**Task item:** Report every line in the listing that contains the string "manual".

**Data records:**
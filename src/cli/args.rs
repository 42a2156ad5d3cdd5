//! CLI argument parsing and configuration.

use std::io;
use std::path::PathBuf;

pub const VERSION: &str = env!("CARGO_PKG_VERSION");

/// Configuration from CLI arguments
#[derive(Debug, Clone, Default, PartialEq, Eq)]
pub struct CliConfig {
    /// Prefilled business description for the AI dialog
    pub description: Option<String>,
    /// Prefilled JSON context file for the AI dialog
    pub context_path: Option<PathBuf>,
    /// Overrides `STRATE_MODEL`
    pub model: Option<String>,
    /// Start on an empty board without the AI dialog
    pub manual: bool,
    /// Print the notes buffer to stdout on exit
    pub print_on_exit: bool,
}

/// Print usage information
pub fn print_usage() {
    eprintln!("Strate TUI - Plan a landing page as an ordered list of sections");
    eprintln!();
    eprintln!("Usage: strate-tui [OPTIONS]");
    eprintln!();
    eprintln!("Options:");
    eprintln!("  -d, --describe <TEXT>  Prefill the business description");
    eprintln!("  -c, --context <FILE>   Prefill the JSON context file");
    eprintln!("  -m, --model <NAME>     Model used for proposals (default: gemini-2.5-flash)");
    eprintln!("  --manual               Start on an empty board, skip the AI dialog");
    eprintln!("  -p, --print            Print the notes to stdout on exit");
    eprintln!("  -h, --help             Show this help message");
    eprintln!("  -V, --version          Show version");
    eprintln!();
    eprintln!("Environment:");
    eprintln!("  GEMINI_API_KEY (or API_KEY), STRATE_MODEL, STRATE_API_URL,");
    eprintln!("  STRATE_LOG_FILE, RUST_LOG");
    eprintln!();
    eprintln!("Examples:");
    eprintln!("  strate-tui                                    # AI dialog first");
    eprintln!("  strate-tui -d \"Agence immobilière à Lyon\"     # Prefilled description");
    eprintln!("  strate-tui --manual -p > brief.txt            # Build by hand, keep the notes");
}

/// What the command line asks for
#[derive(Debug, Clone, PartialEq, Eq)]
pub enum Invocation {
    Run(CliConfig),
    Help,
    Version,
}

fn missing_value(flag: &str) -> io::Error {
    io::Error::new(
        io::ErrorKind::InvalidInput,
        format!("Missing value for {}", flag),
    )
}

/// Parse an argument list (without the program name)
pub fn parse_from<I>(args: I) -> io::Result<Invocation>
where
    I: IntoIterator<Item = String>,
{
    let mut config = CliConfig::default();
    let mut args = args.into_iter();

    while let Some(arg) = args.next() {
        match arg.as_str() {
            "-h" | "--help" => return Ok(Invocation::Help),
            "-V" | "--version" => return Ok(Invocation::Version),
            "--manual" => config.manual = true,
            "-p" | "--print" => config.print_on_exit = true,
            "-d" | "--describe" => {
                config.description = Some(args.next().ok_or_else(|| missing_value(&arg))?);
            }
            "-c" | "--context" => {
                config.context_path =
                    Some(PathBuf::from(args.next().ok_or_else(|| missing_value(&arg))?));
            }
            "-m" | "--model" => {
                config.model = Some(args.next().ok_or_else(|| missing_value(&arg))?);
            }
            _ => {
                return Err(io::Error::new(
                    io::ErrorKind::InvalidInput,
                    format!("Unknown argument: {}", arg),
                ));
            }
        }
    }

    Ok(Invocation::Run(config))
}

/// Parse CLI arguments and return configuration.
/// Help and version exit the process.
pub fn parse_args() -> io::Result<CliConfig> {
    match parse_from(std::env::args().skip(1)) {
        Ok(Invocation::Run(config)) => Ok(config),
        Ok(Invocation::Help) => {
            print_usage();
            std::process::exit(0);
        }
        Ok(Invocation::Version) => {
            println!("strate-tui {}", VERSION);
            std::process::exit(0);
        }
        Err(e) => {
            print_usage();
            Err(e)
        }
    }
}

#[cfg(test)]
mod tests {
    use super::*;

    fn parse(args: &[&str]) -> io::Result<Invocation> {
        parse_from(args.iter().map(|s| s.to_string()))
    }

    #[test]
    fn test_no_arguments() {
        assert_eq!(parse(&[]).unwrap(), Invocation::Run(CliConfig::default()));
    }

    #[test]
    fn test_all_options() {
        let invocation = parse(&[
            "-d",
            "Plombier à Nantes",
            "--context",
            "site.json",
            "-m",
            "gemini-2.5-pro",
            "--manual",
            "-p",
        ])
        .unwrap();
        assert_eq!(
            invocation,
            Invocation::Run(CliConfig {
                description: Some("Plombier à Nantes".to_string()),
                context_path: Some(PathBuf::from("site.json")),
                model: Some("gemini-2.5-pro".to_string()),
                manual: true,
                print_on_exit: true,
            })
        );
    }

    #[test]
    fn test_help_and_version() {
        assert_eq!(parse(&["--help"]).unwrap(), Invocation::Help);
        assert_eq!(parse(&["-V"]).unwrap(), Invocation::Version);
    }

    #[test]
    fn test_missing_value() {
        let err = parse(&["--describe"]).unwrap_err();
        assert_eq!(err.kind(), io::ErrorKind::InvalidInput);
        assert!(err.to_string().contains("--describe"));
    }

    #[test]
    fn test_unknown_argument() {
        let err = parse(&["--iterations"]).unwrap_err();
        assert!(err.to_string().contains("Unknown argument"));
    }
}
//! Data models for the planner
//!
//! This module contains the core data structures:
//! - The card catalog and the note template store
//! - Placed and proposed cards
//! - The board state (ordered cards + notes buffer)
//! - Enums for UI state management

pub mod board;
pub mod card;
pub mod catalog;
pub mod enums;
pub mod templates;

// Re-exports for convenient access
pub use board::BoardState;
pub use card::{PlacedCard, ProposedCard};
pub use catalog::{CardDefinition, Variant, CATALOG};
pub use enums::{DialogField, DragOrigin, Focus};
//! CLI argument parsing for strate-tui.

mod args;

pub use args::{parse_args, CliConfig};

**Expected output:**
    pub manual: bool,
    eprintln!("  --manual               Start on an empty board, skip the AI dialog");
    eprintln!("  strate-tui --manual -p > brief.txt            # Build by hand, keep the notes");
            "--manual" => config.manual = true,
            "--manual",
                manual: true,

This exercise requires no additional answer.